▸ What is needed
Find the word "body" in the listing below, then return every line it appears in.

####################

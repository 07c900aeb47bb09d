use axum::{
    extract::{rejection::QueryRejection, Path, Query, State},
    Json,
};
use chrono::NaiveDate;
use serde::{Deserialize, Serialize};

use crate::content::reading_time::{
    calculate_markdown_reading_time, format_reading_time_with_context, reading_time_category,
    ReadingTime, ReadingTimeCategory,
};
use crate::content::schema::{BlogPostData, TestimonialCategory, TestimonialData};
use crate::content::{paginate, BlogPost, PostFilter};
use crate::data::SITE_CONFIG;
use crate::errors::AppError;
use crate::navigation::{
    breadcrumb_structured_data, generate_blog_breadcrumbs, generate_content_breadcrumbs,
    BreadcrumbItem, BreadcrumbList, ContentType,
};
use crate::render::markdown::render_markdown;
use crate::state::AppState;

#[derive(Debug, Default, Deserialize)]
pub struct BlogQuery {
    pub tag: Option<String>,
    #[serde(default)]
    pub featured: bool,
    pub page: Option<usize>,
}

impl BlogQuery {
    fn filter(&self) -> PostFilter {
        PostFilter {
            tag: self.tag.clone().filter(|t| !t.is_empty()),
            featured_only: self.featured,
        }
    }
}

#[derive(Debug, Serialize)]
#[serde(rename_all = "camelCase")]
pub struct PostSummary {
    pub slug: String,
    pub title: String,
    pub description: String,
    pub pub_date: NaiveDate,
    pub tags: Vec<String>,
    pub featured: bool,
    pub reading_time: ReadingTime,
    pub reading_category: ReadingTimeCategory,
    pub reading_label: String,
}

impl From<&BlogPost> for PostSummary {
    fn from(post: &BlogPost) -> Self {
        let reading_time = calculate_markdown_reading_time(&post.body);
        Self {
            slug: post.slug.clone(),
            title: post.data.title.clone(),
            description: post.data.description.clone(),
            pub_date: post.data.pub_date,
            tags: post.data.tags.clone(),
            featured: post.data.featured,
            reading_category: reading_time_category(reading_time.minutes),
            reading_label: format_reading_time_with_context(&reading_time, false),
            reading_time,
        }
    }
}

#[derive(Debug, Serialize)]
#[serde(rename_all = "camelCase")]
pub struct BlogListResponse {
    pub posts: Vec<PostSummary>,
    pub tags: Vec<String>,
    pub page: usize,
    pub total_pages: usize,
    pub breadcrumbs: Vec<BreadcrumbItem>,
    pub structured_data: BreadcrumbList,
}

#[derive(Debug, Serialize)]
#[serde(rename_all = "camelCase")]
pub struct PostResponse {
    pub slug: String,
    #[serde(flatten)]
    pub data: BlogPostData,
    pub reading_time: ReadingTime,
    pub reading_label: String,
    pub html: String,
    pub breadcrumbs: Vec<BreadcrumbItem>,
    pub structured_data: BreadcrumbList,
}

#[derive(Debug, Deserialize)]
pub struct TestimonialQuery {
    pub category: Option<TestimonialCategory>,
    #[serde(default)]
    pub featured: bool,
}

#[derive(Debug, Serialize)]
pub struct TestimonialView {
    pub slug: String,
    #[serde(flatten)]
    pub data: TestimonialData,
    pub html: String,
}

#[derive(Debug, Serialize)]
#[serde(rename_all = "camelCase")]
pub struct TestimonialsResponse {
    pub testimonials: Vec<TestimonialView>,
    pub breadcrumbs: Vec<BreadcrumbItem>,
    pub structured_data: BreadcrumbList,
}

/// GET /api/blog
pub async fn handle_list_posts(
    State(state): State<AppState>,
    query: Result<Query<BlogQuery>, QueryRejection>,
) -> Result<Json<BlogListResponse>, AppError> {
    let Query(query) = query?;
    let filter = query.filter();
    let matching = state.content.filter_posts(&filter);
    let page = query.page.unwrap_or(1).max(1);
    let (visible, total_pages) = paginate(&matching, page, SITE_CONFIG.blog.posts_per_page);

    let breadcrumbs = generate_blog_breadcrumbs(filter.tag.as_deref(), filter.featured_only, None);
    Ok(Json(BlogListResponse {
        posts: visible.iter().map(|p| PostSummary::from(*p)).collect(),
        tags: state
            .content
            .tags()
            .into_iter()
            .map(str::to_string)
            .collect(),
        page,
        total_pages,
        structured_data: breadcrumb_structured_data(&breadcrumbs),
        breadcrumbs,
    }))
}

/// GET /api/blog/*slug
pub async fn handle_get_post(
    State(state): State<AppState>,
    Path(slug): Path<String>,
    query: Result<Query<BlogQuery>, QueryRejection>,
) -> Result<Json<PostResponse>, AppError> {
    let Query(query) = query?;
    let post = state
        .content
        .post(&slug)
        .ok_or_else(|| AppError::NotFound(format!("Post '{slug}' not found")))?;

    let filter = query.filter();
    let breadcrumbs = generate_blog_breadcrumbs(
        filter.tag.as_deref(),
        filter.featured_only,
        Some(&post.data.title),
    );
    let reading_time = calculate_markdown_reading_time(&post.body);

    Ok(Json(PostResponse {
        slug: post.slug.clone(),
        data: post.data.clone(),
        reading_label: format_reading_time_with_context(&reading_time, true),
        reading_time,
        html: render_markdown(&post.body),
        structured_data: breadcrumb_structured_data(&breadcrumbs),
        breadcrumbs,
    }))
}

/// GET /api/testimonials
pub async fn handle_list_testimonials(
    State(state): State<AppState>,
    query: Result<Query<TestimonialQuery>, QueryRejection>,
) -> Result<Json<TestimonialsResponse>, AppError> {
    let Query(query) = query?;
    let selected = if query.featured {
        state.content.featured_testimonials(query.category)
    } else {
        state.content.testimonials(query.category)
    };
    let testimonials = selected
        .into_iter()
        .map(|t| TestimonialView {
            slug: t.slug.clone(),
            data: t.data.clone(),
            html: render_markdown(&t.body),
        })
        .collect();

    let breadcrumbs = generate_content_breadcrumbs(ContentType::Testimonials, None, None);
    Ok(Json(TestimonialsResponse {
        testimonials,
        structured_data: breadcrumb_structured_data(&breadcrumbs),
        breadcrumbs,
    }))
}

####################

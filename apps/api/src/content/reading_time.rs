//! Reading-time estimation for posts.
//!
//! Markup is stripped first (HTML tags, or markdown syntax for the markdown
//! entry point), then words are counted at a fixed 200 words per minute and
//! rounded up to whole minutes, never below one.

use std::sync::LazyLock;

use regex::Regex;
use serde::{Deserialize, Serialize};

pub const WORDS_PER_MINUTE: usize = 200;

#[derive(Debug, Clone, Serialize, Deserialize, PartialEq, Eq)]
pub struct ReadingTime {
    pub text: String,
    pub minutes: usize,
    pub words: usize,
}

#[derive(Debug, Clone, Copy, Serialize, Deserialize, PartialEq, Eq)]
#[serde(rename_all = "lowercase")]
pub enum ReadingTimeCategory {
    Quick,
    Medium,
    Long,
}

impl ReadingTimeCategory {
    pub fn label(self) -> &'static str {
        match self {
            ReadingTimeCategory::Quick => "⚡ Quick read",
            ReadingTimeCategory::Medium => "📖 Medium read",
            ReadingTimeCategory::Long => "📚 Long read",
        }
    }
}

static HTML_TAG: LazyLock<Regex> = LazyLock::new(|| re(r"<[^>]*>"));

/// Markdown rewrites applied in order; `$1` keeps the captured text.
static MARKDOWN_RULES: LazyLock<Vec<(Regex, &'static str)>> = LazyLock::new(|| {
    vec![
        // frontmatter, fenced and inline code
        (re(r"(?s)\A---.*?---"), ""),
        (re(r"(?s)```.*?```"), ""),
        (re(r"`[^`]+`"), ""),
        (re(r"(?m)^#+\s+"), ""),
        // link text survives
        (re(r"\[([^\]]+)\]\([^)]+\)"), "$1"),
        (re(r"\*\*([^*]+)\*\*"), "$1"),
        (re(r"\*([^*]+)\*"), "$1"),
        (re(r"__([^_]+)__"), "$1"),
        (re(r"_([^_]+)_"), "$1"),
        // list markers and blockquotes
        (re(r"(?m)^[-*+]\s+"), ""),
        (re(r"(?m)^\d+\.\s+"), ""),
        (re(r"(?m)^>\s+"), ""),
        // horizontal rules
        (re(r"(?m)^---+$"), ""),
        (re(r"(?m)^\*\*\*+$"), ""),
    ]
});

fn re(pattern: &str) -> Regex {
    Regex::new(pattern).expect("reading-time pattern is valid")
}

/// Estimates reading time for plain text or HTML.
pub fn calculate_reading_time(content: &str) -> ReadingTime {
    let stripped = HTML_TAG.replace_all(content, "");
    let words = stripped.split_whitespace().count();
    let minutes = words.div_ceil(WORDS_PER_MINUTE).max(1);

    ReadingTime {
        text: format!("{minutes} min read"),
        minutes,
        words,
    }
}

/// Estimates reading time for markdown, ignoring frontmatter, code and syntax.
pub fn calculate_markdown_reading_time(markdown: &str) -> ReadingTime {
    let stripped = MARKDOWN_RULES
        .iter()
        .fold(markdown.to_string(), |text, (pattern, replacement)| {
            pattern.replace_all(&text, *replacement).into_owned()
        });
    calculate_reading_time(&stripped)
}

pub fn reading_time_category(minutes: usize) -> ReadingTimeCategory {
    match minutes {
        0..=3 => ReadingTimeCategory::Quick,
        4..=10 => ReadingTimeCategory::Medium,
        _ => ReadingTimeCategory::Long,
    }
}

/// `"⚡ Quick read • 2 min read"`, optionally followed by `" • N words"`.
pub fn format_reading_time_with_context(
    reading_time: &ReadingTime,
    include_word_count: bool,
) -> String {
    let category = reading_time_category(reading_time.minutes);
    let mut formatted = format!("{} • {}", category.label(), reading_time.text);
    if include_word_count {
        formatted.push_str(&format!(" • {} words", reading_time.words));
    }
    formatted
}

####################

▸ Answer section
        let reading_time = calculate_markdown_reading_time(&post.body);
    let reading_time = calculate_markdown_reading_time(&post.body);
        html: render_markdown(&post.body),
            html: render_markdown(&t.body),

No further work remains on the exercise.